EXERCISE DESCRIPTION:
Counting only lines below that contain the string "args", give the total as a single number.

───

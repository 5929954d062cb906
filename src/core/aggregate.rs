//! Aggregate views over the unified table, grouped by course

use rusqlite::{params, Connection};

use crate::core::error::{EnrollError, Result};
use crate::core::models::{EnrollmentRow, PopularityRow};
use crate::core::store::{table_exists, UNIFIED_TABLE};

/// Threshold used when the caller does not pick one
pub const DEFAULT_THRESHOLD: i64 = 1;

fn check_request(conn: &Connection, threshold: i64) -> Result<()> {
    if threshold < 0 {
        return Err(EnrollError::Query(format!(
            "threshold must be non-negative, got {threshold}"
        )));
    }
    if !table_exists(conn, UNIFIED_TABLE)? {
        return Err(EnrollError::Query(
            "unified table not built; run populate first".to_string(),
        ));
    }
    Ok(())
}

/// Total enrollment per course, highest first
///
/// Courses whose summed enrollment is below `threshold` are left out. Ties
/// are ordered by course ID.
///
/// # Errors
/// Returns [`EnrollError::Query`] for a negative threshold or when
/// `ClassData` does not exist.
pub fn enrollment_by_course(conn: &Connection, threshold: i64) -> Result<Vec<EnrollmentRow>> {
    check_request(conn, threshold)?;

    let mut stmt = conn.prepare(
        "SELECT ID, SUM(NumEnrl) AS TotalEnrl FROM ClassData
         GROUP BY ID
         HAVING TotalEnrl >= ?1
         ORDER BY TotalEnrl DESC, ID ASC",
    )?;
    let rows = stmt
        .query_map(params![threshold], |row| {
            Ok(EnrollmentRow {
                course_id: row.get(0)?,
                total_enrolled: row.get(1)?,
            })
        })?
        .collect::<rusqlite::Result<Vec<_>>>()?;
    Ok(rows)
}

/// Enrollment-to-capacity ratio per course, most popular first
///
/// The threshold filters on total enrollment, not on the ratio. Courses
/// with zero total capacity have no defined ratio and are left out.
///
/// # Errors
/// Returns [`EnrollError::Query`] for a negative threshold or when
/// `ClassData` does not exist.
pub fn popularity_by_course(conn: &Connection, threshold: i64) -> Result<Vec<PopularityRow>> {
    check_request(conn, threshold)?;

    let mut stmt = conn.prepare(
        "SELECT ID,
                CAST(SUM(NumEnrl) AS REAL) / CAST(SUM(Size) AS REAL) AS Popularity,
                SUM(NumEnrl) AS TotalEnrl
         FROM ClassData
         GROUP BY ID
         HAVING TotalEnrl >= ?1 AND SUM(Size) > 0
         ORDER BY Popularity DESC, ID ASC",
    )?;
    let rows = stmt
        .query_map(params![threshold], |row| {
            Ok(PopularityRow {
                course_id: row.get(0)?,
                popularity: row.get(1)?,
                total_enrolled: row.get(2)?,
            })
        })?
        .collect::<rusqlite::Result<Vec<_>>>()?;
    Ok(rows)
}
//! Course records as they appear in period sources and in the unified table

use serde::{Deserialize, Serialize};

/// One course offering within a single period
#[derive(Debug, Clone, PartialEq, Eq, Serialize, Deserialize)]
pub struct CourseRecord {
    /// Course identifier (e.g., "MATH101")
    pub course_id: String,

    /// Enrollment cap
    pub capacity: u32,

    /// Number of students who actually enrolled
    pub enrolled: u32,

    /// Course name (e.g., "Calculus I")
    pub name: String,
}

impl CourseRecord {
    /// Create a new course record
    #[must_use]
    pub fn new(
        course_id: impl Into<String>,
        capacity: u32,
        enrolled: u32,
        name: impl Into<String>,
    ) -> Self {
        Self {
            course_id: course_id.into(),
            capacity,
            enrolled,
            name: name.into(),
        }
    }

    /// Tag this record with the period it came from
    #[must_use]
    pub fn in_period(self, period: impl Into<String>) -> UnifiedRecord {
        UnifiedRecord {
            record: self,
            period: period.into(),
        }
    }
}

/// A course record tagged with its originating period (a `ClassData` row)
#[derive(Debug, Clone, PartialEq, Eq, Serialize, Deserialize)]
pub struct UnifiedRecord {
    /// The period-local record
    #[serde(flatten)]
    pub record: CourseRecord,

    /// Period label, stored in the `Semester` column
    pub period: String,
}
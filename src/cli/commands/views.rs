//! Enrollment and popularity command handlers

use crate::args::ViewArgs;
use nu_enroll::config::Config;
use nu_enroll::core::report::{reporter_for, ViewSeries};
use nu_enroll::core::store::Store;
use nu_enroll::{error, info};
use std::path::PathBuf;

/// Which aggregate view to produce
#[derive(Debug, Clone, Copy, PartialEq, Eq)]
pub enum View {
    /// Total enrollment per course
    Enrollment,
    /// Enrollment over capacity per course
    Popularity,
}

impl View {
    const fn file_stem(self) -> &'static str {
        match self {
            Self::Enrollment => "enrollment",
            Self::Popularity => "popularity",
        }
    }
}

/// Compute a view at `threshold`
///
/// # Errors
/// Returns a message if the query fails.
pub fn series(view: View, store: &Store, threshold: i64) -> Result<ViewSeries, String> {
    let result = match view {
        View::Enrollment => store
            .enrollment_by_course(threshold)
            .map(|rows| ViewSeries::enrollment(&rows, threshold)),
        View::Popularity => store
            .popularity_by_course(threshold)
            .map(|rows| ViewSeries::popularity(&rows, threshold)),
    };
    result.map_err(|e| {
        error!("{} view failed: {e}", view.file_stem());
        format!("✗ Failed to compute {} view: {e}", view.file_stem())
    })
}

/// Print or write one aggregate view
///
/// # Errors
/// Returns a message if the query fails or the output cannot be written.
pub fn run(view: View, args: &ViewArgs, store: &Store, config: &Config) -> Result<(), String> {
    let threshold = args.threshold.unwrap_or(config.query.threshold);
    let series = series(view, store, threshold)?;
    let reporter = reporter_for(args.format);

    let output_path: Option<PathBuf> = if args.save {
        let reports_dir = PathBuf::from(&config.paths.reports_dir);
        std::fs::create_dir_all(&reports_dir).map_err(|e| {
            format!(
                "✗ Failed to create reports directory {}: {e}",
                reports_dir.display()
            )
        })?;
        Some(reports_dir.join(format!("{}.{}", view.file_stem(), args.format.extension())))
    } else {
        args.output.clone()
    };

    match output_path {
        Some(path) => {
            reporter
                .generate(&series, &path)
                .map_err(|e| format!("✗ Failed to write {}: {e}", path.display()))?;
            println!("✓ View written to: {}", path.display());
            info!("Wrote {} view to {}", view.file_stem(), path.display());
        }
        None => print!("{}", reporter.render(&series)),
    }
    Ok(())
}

───

RESULT:
7